Doris Marie Clair Baumgardt joined the famous Futurians of New York in December, 1938. She was about 18 at the time. She and her friend, Rosalind Cohen, were the earliest female members of the club. She was described by Damon Knight in his tell-all book, The Futurians, as follows: "She was a tall, cool brunette who looked a little like the Dragon Lady in Terry and the Pirates." Frederik Pohl, in his The Way the Future Was (1979) described her as "strikingly beautiful, and strikingly intelligent, too, in a sulky, humorous, deprecatory way that matched well with most of the other people I admired."
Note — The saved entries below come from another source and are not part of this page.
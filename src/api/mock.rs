//! In-process mock backend
//!
//! Behaves like the real chat backend: it validates credentials, issues
//! fake tokens, keeps conversations and messages in memory and answers with
//! a canned reply. Tests can inject failures and hold replies back to
//! observe optimistic updates.

use std::collections::{HashMap, VecDeque};
use std::sync::Arc;
use std::time::Duration;

use async_trait::async_trait;
use chrono::Utc;
use tokio::sync::{Mutex, Notify};
use uuid::Uuid;

use crate::conversation::{Conversation, Message, Role, User};

use super::{ApiError, ApiResult, AuthResponse, ConversationDetail, Credentials, Gateway};

const INVALID_CREDENTIALS: &str = "Invalid username or password";

/// Produces the assistant reply for a user message
pub type Responder = Arc<dyn Fn(&str) -> String + Send + Sync>;

/// Calls that can be held back until a gate is notified
#[derive(Debug, Clone, Copy, PartialEq, Eq, Hash)]
pub enum Hold {
    /// `login` and `signup`, after credential validation
    Auth,
    /// `get_conversation`, after the detail has been read
    Detail,
    /// `send_message`, after the user turn has been recorded
    Reply,
}

struct Account {
    user: User,
    password: String,
}

#[derive(Default)]
struct MockState {
    accounts: HashMap<String, Account>,
    conversations: Vec<Conversation>,
    messages: HashMap<String, Vec<Message>>,
    failures: VecDeque<ApiError>,
}

pub struct MockGateway {
    state: Mutex<MockState>,
    responder: Responder,
    latency: Duration,
    gates: HashMap<Hold, Arc<Notify>>,
}

impl MockGateway {
    pub fn new() -> Self {
        Self {
            state: Mutex::new(MockState::default()),
            responder: Arc::new(|content: &str| {
                format!("This is a sample response to: {}", content)
            }),
            latency: Duration::ZERO,
            gates: HashMap::new(),
        }
    }

    /// A backend pre-seeded with a few finished conversations
    pub fn with_demo_data() -> Self {
        let gateway = Self::new();
        let now = Utc::now();
        let seeds = [
            (
                "conv_1",
                "About AI ethics",
                2,
                "What are the main ethical concerns with AI development?",
                "Privacy, bias, transparency, accountability and the impact on jobs.",
            ),
            (
                "conv_2",
                "Learning JavaScript",
                1,
                "What's the best way to learn JavaScript?",
                "Start with the fundamentals, build small projects and practice regularly.",
            ),
            (
                "conv_3",
                "Travel recommendations",
                0,
                "What are the best places to visit in Europe for a summer vacation?",
                "The Greek islands, the Amalfi Coast and Scandinavia in summer.",
            ),
        ];

        let mut state = MockState::default();
        for (id, title, days_ago, question, answer) in seeds {
            let at = now - chrono::Duration::days(days_ago);
            let mut conversation = Conversation::new(id, title);
            conversation.created_at = at;
            conversation.updated_at = at;

            let mut user = Message::new(id, Role::User, question);
            user.created_at = at;
            let mut assistant = Message::new(id, Role::Assistant, answer);
            assistant.created_at = at;
            conversation.last_message = Some(answer.to_string());

            state.conversations.push(conversation);
            state.messages.insert(id.to_string(), vec![user, assistant]);
        }

        Self {
            state: Mutex::new(state),
            ..gateway
        }
    }

    pub fn with_responder(
        mut self,
        responder: impl Fn(&str) -> String + Send + Sync + 'static,
    ) -> Self {
        self.responder = Arc::new(responder);
        self
    }

    /// Delay every call, like a real network round trip
    pub fn with_latency(mut self, latency: Duration) -> Self {
        self.latency = latency;
        self
    }

    /// Hold every call of the given kind until the gate is notified
    pub fn with_gate(mut self, hold: Hold, gate: Arc<Notify>) -> Self {
        self.gates.insert(hold, gate);
        self
    }

    /// Make the next call (of any kind) fail with `error`
    pub async fn fail_next(&self, error: ApiError) {
        self.state.lock().await.failures.push_back(error);
    }

    /// Messages the backend has recorded for a conversation
    pub async fn stored_messages(&self, conversation_id: &str) -> Vec<Message> {
        self.state
            .lock()
            .await
            .messages
            .get(conversation_id)
            .cloned()
            .unwrap_or_default()
    }

    async fn simulate(&self) -> ApiResult<()> {
        if !self.latency.is_zero() {
            tokio::time::sleep(self.latency).await;
        }
        match self.state.lock().await.failures.pop_front() {
            Some(err) => Err(err),
            None => Ok(()),
        }
    }

    async fn wait(&self, hold: Hold) {
        if let Some(gate) = self.gates.get(&hold) {
            gate.notified().await;
        }
    }

    fn issue(user: User) -> AuthResponse {
        AuthResponse {
            user,
            token: format!("fake_token_{}", Uuid::new_v4().simple()),
        }
    }
}

impl Default for MockGateway {
    fn default() -> Self {
        Self::new()
    }
}

fn not_found() -> ApiError {
    ApiError::Network {
        status: Some(404),
        message: "Conversation not found".to_string(),
    }
}

#[async_trait]
impl Gateway for MockGateway {
    async fn login(&self, credentials: &Credentials) -> ApiResult<AuthResponse> {
        self.simulate().await?;
        credentials.validate()?;
        self.wait(Hold::Auth).await;

        let state = self.state.lock().await;
        if let Some(account) = state.accounts.get(&credentials.username) {
            if account.password != credentials.password {
                return Err(ApiError::Auth(INVALID_CREDENTIALS.to_string()));
            }
            return Ok(Self::issue(account.user.clone()));
        }

        if credentials.password.chars().count() < super::MIN_PASSWORD_LEN {
            return Err(ApiError::Auth(INVALID_CREDENTIALS.to_string()));
        }

        Ok(Self::issue(User {
            id: format!("user_{}", Uuid::new_v4().simple()),
            username: credentials.username.clone(),
        }))
    }

    async fn signup(&self, credentials: &Credentials) -> ApiResult<AuthResponse> {
        self.simulate().await?;
        credentials.validate_new()?;
        self.wait(Hold::Auth).await;

        let mut state = self.state.lock().await;
        if state.accounts.contains_key(&credentials.username) {
            return Err(ApiError::Validation("Username already exists".to_string()));
        }

        let user = User {
            id: format!("user_{}", Uuid::new_v4().simple()),
            username: credentials.username.clone(),
        };
        state.accounts.insert(
            credentials.username.clone(),
            Account {
                user: user.clone(),
                password: credentials.password.clone(),
            },
        );
        Ok(Self::issue(user))
    }

    async fn list_conversations(&self) -> ApiResult<Vec<Conversation>> {
        self.simulate().await?;
        let mut conversations = self.state.lock().await.conversations.clone();
        conversations.sort_by(|a, b| b.updated_at.cmp(&a.updated_at));
        Ok(conversations)
    }

    async fn create_conversation(&self, title: &str) -> ApiResult<Conversation> {
        self.simulate().await?;
        let conversation = Conversation::new(format!("conv_{}", Uuid::new_v4().simple()), title);

        let mut state = self.state.lock().await;
        state.conversations.push(conversation.clone());
        state.messages.insert(conversation.id.clone(), Vec::new());
        Ok(conversation)
    }

    async fn get_conversation(&self, id: &str) -> ApiResult<ConversationDetail> {
        self.simulate().await?;
        let detail = {
            let state = self.state.lock().await;
            let conversation = state
                .conversations
                .iter()
                .find(|c| c.id == id)
                .cloned()
                .ok_or_else(not_found)?;
            ConversationDetail {
                messages: state.messages.get(id).cloned().unwrap_or_default(),
                conversation,
            }
        };

        self.wait(Hold::Detail).await;
        Ok(detail)
    }

    async fn send_message(&self, conversation_id: &str, content: &str) -> ApiResult<Message> {
        self.simulate().await?;
        if content.trim().is_empty() {
            return Err(ApiError::Validation("Message content is required".to_string()));
        }

        {
            let mut guard = self.state.lock().await;
            let state = &mut *guard;
            let conversation = state
                .conversations
                .iter_mut()
                .find(|c| c.id == conversation_id)
                .ok_or_else(not_found)?;

            let user_message = Message::new(conversation_id, Role::User, content);
            conversation.record_message(&user_message);
            state
                .messages
                .entry(conversation_id.to_string())
                .or_default()
                .push(user_message);
        }

        self.wait(Hold::Reply).await;

        let reply = Message::new(conversation_id, Role::Assistant, (self.responder)(content));

        let mut guard = self.state.lock().await;
        let state = &mut *guard;
        if let Some(conversation) = state
            .conversations
            .iter_mut()
            .find(|c| c.id == conversation_id)
        {
            conversation.record_message(&reply);
            state
                .messages
                .entry(conversation_id.to_string())
                .or_default()
                .push(reply.clone());
        }
        Ok(reply)
    }

    async fn delete_conversation(&self, id: &str) -> ApiResult<()> {
        self.simulate().await?;
        let mut state = self.state.lock().await;
        let before = state.conversations.len();
        state.conversations.retain(|c| c.id != id);
        if state.conversations.len() == before {
            return Err(not_found());
        }
        state.messages.remove(id);
        Ok(())
    }
}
In fanzines in the 1930s-1940s she signed herself "Leslie Perri"; her friends called her "Doë." She wrote prolifically for the Futurian fanzines, and was a founding member of the Fantasy Amateur Press Association (FAPA), created by fellow Futurian Donald Wollheim. She was one of only five Futurians Sam Moskowitz allowed inside the hall at the 1st Worldcon in New York in 1939. She also wrote SF stories (as Leslie Perri) in magazines edited by fellow Futurians. A few of these were later reprinted in anthologies, one of which (Womanthology, 2003) was edited by Forrest J Ackerman and consisted of stories by female writers.
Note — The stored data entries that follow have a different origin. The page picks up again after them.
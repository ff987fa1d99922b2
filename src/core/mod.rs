//! Client state
//!
//! The session ([`AuthState`]) and the conversations ([`ConversationStore`]),
//! plus the notifications both emit.

mod auth;
mod chat;
pub mod notify;

pub use auth::{AuthState, AuthStatus};
pub use chat::{ChatState, ConversationStore};
pub use notify::{Notification, Notifier, Severity};
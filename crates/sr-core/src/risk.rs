//! Per-road risk scores for a single weather condition.

use rustc_hash::FxHashMap;

use crate::WeatherCondition;

/// Name given to road segments that carry no name attribute.
///
/// Treated as an ordinary key by [`RiskTable`]: it is scored only if
/// accidents were matched to unnamed segments that stayed unnamed.
pub const UNNAMED_ROAD: &str = "Unnamed Road";

/// Normalized risk score in `[0, 1]` per road name, for one condition.
///
/// Roads absent from the table score `0.0`.  Built by the risk pipeline (or
/// loaded from its persisted output) and read-only afterwards.
#[derive(Clone, Debug, PartialEq)]
pub struct RiskTable {
    condition: WeatherCondition,
    scores: FxHashMap<String, f64>,
}

impl RiskTable {
    /// A table with no scored roads; every lookup yields `0.0`.
    pub fn empty(condition: WeatherCondition) -> Self {
        Self { condition, scores: FxHashMap::default() }
    }

    /// Build a table from `(road name, score)` pairs.  A repeated name keeps
    /// its last score.
    pub fn from_scores<I, S>(condition: WeatherCondition, scores: I) -> Self
    where
        I: IntoIterator<Item = (S, f64)>,
        S: Into<String>,
    {
        Self {
            condition,
            scores: scores.into_iter().map(|(name, s)| (name.into(), s)).collect(),
        }
    }

    pub fn condition(&self) -> &WeatherCondition {
        &self.condition
    }

    /// Risk score of `road`, `0.0` if the road is not in the table.
    #[inline]
    pub fn score(&self, road: &str) -> f64 {
        self.scores.get(road).copied().unwrap_or(0.0)
    }

    pub fn contains(&self, road: &str) -> bool {
        self.scores.contains_key(road)
    }

    pub fn len(&self) -> usize {
        self.scores.len()
    }

    pub fn is_empty(&self) -> bool {
        self.scores.is_empty()
    }

    pub fn iter(&self) -> impl Iterator<Item = (&str, f64)> + '_ {
        self.scores.iter().map(|(name, &s)| (name.as_str(), s))
    }

    /// Highest score in the table, `0.0` when empty.
    pub fn max_score(&self) -> f64 {
        self.scores.values().copied().fold(0.0, f64::max)
    }

    /// Entries ordered by descending score, ties by road name.  This is the
    /// row order of persisted tables.
    pub fn ranked(&self) -> Vec<(&str, f64)> {
        let mut rows: Vec<(&str, f64)> = self.iter().collect();
        rows.sort_by(|a, b| b.1.total_cmp(&a.1).then_with(|| a.0.cmp(b.0)));
        rows
    }
}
She first married Pohl (1940), whom she had met through a high school friend. Pohl persuaded her to join the Futurians. After their divorce, she married painter/writer, Thomas Owens, "the handsomest man you ever saw in your life," according to her friend Rosalind Cohen Wylie. Doris left him to marry Richard Wilson, another Futurian, but they broke up in 1965. While married to Wilson, she worked as a reporter and journalist.
She had two children, one with Owens (Margot Owens), and one with Wilson (Richard David Wilson).
In the early 1940s she edited a magazine, Movie Love Stories, which (according to Wollheim), she practically wrote herself.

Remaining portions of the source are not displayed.